Reproduce word for word the lines between those holding "filename src/error.rs" and "pub enum ApiError", inclusive, and nothing else from the data below.

Records:
_____

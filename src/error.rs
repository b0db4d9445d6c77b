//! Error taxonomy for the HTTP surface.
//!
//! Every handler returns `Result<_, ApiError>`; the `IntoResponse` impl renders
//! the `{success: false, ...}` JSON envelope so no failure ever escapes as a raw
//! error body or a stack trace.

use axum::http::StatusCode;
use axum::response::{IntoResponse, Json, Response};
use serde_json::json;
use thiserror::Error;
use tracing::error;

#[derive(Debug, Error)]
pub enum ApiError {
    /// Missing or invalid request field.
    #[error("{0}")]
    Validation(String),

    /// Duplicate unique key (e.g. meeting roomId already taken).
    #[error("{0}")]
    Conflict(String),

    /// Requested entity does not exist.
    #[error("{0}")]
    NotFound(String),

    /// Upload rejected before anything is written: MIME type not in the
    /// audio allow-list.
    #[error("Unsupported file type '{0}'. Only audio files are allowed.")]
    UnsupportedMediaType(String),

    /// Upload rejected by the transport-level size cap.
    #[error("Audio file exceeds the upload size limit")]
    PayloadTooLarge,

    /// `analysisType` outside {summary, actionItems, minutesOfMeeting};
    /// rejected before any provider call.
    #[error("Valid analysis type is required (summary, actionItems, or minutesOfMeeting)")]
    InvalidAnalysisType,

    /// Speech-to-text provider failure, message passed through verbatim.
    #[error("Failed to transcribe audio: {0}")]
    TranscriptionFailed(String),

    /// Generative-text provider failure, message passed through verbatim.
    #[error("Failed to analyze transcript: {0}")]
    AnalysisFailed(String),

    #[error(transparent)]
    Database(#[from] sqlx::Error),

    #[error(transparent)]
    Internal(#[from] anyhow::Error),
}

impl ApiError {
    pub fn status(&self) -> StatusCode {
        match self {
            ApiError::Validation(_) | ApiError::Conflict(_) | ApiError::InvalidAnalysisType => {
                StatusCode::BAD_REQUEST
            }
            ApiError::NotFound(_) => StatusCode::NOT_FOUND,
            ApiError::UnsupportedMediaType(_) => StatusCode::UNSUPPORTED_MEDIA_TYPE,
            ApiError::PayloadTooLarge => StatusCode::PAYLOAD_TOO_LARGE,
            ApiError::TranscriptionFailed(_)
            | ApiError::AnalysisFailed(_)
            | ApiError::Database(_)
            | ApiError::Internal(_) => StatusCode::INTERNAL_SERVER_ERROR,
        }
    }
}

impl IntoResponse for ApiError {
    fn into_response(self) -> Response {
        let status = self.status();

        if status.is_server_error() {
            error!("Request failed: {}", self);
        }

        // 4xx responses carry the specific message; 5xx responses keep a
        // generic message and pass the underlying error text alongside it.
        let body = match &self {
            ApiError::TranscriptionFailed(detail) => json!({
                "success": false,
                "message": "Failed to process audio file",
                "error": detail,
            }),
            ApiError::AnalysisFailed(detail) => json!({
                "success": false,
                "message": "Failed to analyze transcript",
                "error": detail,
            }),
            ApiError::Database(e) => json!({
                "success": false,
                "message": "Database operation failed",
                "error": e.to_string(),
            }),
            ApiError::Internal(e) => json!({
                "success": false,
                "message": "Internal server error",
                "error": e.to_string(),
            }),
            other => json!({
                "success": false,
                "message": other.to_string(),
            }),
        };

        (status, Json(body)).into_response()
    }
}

_____

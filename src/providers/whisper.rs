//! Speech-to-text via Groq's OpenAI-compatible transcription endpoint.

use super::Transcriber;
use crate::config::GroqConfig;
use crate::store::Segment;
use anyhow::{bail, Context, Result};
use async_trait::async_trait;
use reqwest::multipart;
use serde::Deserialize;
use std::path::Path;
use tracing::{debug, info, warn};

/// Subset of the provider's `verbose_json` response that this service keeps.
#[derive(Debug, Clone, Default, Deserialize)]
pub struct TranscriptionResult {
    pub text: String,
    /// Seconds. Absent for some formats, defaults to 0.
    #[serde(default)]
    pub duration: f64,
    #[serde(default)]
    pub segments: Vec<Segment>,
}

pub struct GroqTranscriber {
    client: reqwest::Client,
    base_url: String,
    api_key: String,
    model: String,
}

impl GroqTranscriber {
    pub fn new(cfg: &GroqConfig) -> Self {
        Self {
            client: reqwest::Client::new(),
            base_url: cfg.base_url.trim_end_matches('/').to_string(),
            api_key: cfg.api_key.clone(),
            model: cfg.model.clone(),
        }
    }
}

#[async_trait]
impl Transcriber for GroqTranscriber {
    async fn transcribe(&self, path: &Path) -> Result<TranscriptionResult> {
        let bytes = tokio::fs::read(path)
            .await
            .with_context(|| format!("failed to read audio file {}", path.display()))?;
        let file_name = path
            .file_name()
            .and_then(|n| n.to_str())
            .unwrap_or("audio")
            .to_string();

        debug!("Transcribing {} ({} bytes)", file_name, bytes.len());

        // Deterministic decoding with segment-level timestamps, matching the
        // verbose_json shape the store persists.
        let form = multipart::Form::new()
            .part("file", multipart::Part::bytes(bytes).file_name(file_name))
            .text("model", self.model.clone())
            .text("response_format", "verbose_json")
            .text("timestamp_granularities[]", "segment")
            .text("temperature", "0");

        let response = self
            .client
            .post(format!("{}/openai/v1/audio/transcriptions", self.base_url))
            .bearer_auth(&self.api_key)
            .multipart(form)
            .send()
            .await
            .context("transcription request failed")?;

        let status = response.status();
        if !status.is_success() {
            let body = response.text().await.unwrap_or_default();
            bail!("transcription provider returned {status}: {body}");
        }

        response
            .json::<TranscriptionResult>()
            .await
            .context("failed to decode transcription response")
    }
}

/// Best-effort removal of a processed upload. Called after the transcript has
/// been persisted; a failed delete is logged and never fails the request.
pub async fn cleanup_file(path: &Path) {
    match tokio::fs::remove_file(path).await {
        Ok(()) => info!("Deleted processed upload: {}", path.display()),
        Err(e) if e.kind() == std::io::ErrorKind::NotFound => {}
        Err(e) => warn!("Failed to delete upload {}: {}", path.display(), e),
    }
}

_____

Solution for this exercise:
filename src/error.rs
repository b0db4d9445d6c77b
//! Error taxonomy for the HTTP surface.
//!
//! Every handler returns `Result<_, ApiError>`; the `IntoResponse` impl renders
//! the `{success: false, ...}` JSON envelope so no failure ever escapes as a raw
//! error body or a stack trace.

use axum::http::StatusCode;
use axum::response::{IntoResponse, Json, Response};
use serde_json::json;
use thiserror::Error;
use tracing::error;

#[derive(Debug, Error)]
pub enum ApiError {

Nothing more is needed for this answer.